Your assignment:
Print the lines that run from the line with "repository 81f2174bca8f4b97" to the line with "pub struct SemanticIndex", keeping both end lines, exactly as they appear in the entries below, and nothing else.

___ Supplied data

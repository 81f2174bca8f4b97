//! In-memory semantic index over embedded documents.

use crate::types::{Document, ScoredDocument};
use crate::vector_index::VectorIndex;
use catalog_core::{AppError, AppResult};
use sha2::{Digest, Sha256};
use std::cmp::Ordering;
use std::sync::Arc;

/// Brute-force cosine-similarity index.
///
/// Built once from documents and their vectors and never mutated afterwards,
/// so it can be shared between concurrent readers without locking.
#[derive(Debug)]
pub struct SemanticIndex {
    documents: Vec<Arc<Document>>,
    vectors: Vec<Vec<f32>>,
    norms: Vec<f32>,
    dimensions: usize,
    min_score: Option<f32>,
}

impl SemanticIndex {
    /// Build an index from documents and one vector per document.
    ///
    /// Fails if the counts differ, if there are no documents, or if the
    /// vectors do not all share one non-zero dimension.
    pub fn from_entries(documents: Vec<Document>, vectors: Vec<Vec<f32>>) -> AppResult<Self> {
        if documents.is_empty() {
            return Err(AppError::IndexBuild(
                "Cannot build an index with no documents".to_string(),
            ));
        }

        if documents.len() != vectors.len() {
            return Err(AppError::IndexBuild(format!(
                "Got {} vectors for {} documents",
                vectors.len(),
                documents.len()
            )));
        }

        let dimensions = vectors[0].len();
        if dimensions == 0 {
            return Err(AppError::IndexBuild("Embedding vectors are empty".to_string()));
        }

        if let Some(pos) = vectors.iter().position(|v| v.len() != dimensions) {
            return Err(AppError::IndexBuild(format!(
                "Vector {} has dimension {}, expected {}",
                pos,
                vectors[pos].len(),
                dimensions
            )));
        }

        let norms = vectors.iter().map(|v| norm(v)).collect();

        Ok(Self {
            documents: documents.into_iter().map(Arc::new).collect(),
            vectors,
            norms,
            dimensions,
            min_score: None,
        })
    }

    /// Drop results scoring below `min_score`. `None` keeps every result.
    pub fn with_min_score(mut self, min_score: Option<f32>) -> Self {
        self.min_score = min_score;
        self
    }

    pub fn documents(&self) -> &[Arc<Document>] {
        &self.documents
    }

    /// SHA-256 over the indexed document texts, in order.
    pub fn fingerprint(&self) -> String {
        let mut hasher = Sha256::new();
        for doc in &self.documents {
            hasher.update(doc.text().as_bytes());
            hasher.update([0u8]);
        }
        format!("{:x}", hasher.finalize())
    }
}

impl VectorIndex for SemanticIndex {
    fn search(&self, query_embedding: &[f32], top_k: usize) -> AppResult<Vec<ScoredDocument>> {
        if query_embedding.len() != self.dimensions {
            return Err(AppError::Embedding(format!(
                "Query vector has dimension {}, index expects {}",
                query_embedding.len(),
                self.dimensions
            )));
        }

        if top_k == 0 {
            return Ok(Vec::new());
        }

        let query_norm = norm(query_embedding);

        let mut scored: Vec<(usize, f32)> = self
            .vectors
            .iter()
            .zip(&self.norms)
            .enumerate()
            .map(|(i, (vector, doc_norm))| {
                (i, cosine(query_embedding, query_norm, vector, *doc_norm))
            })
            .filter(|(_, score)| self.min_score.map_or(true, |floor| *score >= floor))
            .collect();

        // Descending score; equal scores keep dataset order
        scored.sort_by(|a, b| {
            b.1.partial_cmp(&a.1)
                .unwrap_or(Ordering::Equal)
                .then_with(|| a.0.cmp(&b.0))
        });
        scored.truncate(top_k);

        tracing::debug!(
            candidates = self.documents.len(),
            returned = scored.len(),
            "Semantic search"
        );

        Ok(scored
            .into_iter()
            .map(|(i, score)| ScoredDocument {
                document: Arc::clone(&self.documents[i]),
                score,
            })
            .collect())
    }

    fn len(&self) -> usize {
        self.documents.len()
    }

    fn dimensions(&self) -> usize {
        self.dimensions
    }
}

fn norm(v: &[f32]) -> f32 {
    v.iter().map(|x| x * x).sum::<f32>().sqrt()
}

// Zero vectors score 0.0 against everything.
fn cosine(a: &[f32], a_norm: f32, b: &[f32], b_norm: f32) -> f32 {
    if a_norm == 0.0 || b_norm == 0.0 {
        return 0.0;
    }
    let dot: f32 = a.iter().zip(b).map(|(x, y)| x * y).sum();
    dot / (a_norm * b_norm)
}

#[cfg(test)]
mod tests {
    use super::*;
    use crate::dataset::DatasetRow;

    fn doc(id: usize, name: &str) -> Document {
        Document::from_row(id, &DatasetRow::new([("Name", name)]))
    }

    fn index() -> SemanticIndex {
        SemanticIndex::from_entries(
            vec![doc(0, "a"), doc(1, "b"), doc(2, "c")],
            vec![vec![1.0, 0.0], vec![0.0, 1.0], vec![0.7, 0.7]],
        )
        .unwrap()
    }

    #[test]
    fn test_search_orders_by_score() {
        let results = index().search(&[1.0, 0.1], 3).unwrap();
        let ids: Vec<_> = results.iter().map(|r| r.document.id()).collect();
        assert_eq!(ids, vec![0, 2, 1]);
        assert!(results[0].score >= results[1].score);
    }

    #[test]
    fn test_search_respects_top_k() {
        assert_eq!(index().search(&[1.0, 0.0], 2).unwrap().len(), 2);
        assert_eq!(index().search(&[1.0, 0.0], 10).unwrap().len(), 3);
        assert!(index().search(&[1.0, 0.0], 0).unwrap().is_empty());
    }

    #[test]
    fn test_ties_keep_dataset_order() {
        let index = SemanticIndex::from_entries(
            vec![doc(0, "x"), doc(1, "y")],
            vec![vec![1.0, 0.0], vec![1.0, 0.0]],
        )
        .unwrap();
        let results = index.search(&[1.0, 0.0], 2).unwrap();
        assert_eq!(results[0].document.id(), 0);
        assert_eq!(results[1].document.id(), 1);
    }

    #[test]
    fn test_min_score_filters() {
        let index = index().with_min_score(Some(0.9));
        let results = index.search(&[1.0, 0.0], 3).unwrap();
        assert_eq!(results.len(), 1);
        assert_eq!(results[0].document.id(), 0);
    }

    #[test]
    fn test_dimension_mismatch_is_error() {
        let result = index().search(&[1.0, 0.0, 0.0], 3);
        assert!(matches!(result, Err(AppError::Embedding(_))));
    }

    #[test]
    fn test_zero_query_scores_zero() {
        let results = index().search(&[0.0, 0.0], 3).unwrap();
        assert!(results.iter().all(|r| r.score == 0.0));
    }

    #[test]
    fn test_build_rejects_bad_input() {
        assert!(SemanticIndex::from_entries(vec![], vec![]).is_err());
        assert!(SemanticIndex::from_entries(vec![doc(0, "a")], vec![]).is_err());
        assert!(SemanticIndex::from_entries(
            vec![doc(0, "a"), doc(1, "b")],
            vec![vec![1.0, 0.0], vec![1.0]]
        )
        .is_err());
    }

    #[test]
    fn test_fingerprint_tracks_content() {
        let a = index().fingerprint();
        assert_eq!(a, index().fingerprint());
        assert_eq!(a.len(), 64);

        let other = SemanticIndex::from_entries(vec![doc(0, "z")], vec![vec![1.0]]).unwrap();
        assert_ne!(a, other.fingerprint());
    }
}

______
___ Supplied data

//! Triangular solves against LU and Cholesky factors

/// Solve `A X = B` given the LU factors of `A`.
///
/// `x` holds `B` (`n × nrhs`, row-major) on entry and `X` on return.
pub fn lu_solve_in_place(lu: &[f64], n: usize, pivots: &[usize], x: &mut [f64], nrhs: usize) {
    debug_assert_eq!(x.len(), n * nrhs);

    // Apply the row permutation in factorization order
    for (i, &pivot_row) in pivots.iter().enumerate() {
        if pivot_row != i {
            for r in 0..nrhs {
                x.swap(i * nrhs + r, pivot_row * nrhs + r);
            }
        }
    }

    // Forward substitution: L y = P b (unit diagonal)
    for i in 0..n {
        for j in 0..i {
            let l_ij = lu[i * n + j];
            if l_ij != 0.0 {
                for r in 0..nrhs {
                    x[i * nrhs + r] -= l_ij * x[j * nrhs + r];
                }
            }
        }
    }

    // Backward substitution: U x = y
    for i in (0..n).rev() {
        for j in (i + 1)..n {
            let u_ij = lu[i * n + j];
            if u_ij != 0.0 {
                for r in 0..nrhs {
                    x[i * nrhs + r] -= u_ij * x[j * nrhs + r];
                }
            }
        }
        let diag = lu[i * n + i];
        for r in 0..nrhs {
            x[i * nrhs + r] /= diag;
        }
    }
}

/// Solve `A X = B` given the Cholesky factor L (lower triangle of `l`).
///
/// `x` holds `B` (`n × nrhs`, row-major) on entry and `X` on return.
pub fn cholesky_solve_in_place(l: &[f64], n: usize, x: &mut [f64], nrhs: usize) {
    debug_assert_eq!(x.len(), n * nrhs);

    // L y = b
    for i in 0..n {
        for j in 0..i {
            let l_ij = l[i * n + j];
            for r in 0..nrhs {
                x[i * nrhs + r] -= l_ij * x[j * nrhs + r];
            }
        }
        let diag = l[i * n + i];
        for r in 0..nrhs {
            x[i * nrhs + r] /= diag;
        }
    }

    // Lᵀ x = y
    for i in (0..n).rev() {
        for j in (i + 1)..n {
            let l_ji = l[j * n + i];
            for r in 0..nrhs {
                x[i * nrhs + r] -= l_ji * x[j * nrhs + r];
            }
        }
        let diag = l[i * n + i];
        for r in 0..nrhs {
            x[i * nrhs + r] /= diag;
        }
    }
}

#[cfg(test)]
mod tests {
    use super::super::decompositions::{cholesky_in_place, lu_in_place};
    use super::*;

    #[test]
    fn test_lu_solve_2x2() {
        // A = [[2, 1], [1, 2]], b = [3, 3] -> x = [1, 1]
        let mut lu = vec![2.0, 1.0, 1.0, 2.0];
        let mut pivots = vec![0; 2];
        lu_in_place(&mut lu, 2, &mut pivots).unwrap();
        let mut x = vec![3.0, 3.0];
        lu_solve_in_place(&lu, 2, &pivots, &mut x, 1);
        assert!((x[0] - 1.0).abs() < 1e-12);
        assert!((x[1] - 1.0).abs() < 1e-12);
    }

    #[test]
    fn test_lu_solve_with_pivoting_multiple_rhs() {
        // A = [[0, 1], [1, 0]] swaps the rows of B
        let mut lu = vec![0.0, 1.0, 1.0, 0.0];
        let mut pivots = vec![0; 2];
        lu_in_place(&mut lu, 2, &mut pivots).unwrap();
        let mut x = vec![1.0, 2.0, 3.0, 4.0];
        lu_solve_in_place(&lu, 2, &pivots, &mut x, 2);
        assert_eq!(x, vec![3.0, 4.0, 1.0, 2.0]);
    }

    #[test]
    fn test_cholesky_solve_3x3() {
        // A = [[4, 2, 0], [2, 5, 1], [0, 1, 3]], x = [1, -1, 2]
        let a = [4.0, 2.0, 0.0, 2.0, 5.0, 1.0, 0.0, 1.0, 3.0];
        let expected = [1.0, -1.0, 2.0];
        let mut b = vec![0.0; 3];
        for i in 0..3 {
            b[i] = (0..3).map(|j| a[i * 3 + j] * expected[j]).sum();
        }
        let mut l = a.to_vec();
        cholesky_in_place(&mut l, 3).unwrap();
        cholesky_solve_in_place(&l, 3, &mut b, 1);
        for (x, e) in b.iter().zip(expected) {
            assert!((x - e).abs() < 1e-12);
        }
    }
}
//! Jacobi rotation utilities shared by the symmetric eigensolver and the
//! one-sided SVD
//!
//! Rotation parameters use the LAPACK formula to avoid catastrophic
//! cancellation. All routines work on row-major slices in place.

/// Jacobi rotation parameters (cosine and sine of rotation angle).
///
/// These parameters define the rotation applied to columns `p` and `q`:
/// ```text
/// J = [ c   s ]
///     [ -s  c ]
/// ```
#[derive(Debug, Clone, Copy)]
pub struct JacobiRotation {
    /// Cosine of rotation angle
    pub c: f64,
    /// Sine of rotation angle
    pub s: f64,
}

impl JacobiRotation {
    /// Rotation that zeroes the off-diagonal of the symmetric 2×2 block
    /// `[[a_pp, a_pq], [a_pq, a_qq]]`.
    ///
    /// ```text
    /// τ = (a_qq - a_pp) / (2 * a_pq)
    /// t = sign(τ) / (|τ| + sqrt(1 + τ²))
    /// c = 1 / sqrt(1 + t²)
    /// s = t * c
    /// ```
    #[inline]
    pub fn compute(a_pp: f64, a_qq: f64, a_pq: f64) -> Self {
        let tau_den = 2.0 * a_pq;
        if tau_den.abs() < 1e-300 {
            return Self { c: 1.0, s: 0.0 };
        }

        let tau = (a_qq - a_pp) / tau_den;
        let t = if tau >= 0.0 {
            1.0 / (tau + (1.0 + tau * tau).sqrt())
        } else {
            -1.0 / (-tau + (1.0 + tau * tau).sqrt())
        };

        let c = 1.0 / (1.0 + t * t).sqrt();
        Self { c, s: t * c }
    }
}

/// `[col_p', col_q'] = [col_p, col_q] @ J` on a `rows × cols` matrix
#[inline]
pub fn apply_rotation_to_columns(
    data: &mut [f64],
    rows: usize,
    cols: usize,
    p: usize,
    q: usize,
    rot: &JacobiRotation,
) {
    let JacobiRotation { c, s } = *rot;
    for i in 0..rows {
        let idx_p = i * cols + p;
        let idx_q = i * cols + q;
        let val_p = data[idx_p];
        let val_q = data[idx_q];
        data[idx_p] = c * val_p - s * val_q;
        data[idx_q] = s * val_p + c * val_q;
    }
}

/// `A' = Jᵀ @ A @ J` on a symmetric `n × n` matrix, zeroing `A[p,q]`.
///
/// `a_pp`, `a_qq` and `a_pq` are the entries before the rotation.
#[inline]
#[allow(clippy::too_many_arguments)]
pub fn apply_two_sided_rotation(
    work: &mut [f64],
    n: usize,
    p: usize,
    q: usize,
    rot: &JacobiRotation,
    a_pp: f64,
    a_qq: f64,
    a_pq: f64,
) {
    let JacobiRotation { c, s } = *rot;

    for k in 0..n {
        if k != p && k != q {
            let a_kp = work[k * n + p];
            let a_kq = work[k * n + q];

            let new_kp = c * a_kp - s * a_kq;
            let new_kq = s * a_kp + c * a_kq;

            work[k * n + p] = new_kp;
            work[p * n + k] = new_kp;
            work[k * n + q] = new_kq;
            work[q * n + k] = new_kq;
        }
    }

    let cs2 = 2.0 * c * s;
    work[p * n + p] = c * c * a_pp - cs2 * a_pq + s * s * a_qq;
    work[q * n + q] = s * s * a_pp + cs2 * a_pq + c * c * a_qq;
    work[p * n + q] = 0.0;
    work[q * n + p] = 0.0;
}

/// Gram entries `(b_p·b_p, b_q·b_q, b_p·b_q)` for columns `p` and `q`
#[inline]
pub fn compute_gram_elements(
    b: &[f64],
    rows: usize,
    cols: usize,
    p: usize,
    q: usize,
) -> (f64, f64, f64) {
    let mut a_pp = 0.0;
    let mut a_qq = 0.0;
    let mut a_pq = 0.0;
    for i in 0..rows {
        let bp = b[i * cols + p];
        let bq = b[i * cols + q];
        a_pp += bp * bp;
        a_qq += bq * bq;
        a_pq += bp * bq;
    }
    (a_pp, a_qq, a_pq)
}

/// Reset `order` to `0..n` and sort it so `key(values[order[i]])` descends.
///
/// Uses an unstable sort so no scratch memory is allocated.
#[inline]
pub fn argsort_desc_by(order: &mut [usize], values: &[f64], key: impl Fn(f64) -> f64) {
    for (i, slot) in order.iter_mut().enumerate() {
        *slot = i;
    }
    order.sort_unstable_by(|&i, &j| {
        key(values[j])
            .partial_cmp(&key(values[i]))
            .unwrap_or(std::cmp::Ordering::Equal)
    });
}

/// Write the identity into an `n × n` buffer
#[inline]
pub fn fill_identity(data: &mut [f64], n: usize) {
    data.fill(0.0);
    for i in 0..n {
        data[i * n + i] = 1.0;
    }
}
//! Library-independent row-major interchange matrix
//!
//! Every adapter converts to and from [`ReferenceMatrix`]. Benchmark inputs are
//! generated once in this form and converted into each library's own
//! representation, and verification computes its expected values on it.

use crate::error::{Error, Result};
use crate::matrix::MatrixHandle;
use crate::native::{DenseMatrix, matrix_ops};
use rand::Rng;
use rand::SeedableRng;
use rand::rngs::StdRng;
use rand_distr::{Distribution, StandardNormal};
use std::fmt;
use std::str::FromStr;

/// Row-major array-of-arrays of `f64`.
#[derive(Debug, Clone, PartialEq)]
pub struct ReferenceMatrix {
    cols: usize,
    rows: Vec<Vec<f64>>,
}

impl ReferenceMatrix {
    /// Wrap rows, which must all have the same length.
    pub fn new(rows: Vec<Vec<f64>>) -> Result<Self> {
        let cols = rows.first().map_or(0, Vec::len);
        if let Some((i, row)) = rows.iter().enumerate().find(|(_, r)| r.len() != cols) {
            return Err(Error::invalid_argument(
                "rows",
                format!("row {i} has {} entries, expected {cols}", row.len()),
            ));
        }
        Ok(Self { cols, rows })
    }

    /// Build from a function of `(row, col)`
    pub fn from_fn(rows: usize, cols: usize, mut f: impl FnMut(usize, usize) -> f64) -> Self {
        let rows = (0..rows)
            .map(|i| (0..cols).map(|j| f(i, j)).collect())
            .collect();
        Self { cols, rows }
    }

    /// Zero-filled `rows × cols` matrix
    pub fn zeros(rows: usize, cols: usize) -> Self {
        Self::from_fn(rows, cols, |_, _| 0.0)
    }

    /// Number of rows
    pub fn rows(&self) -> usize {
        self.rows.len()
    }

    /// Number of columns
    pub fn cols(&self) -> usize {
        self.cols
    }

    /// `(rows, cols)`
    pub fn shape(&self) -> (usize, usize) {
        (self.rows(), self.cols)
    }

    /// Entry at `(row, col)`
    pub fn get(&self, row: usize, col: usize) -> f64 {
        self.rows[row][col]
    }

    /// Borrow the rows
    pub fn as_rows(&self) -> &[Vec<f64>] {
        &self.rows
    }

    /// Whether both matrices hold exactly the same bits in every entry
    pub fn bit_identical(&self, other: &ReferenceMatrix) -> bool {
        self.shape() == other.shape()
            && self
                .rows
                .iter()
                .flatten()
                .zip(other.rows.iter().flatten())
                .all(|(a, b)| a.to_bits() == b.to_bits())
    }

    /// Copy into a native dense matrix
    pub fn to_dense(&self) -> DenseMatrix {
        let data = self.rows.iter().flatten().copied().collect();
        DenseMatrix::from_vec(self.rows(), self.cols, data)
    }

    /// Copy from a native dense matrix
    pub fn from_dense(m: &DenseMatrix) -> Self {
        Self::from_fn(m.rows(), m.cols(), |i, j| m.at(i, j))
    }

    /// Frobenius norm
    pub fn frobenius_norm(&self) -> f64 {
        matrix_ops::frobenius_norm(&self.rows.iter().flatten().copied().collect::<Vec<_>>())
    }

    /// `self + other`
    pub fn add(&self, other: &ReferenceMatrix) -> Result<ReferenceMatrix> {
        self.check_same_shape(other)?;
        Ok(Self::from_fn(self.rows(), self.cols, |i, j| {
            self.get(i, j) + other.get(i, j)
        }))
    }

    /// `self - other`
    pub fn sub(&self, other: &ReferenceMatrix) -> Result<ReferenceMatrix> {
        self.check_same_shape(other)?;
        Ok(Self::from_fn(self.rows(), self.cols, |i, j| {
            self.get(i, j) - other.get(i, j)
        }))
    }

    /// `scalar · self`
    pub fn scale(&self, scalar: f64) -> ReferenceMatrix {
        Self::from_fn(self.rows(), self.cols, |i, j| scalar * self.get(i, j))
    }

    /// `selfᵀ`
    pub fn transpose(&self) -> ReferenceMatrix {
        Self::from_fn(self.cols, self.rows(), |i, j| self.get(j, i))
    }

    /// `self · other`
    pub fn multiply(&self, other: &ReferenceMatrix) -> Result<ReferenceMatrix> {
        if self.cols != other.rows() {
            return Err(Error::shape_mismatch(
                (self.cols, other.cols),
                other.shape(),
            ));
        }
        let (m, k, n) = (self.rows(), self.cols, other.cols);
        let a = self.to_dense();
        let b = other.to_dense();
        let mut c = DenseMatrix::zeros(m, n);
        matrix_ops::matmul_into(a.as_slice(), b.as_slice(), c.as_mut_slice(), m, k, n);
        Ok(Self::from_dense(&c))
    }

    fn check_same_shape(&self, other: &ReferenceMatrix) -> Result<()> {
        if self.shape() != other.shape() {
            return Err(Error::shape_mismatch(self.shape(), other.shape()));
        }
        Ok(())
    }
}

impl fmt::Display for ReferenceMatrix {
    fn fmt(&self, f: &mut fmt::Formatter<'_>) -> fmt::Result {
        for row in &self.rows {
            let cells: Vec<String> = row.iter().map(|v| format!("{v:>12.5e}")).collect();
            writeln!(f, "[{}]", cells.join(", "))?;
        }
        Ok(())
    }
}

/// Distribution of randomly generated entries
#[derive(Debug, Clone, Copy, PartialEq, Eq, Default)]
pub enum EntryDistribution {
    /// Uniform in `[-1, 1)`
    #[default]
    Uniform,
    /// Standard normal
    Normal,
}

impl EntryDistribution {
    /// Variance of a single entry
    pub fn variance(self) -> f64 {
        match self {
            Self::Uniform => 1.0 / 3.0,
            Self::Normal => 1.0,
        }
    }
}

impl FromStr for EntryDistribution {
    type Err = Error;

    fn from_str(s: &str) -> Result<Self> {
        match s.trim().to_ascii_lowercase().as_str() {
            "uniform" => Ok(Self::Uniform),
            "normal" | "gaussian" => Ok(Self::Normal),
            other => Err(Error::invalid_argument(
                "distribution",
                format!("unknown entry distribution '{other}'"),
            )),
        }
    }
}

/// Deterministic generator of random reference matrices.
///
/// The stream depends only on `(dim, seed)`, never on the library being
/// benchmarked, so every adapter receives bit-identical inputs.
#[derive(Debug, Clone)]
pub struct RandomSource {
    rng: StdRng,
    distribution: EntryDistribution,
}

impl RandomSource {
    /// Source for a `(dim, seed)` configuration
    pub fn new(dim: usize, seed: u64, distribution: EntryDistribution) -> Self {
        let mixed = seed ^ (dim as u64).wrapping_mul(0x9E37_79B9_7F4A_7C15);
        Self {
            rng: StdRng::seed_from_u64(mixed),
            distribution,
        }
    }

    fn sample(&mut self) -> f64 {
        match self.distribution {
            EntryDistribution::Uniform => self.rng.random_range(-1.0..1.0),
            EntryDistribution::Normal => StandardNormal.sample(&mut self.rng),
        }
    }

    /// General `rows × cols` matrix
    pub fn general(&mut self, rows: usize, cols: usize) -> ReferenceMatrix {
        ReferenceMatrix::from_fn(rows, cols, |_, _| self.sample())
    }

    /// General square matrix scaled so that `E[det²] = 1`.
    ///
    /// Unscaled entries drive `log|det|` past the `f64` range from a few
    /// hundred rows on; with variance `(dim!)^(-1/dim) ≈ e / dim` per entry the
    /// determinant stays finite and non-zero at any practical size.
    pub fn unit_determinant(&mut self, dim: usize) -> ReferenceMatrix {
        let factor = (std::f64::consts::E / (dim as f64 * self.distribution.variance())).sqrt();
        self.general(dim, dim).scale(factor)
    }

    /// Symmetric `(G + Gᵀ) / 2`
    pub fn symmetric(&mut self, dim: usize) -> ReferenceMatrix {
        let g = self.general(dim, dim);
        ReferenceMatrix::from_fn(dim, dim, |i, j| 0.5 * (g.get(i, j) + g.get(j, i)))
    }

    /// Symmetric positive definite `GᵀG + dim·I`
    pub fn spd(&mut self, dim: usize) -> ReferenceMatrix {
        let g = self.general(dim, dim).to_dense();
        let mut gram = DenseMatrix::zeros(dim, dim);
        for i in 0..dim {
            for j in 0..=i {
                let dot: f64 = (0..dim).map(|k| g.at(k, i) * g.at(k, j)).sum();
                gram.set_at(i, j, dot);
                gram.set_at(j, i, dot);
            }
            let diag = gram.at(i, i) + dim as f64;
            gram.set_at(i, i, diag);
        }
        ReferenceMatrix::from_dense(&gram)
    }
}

______

Finished task:
repository 81f2174bca8f4b97
//! In-memory semantic index over embedded documents.

use crate::types::{Document, ScoredDocument};
use crate::vector_index::VectorIndex;
use catalog_core::{AppError, AppResult};
use sha2::{Digest, Sha256};
use std::cmp::Ordering;
use std::sync::Arc;

/// Brute-force cosine-similarity index.
///
/// Built once from documents and their vectors and never mutated afterwards,
/// so it can be shared between concurrent readers without locking.
#[derive(Debug)]
pub struct SemanticIndex {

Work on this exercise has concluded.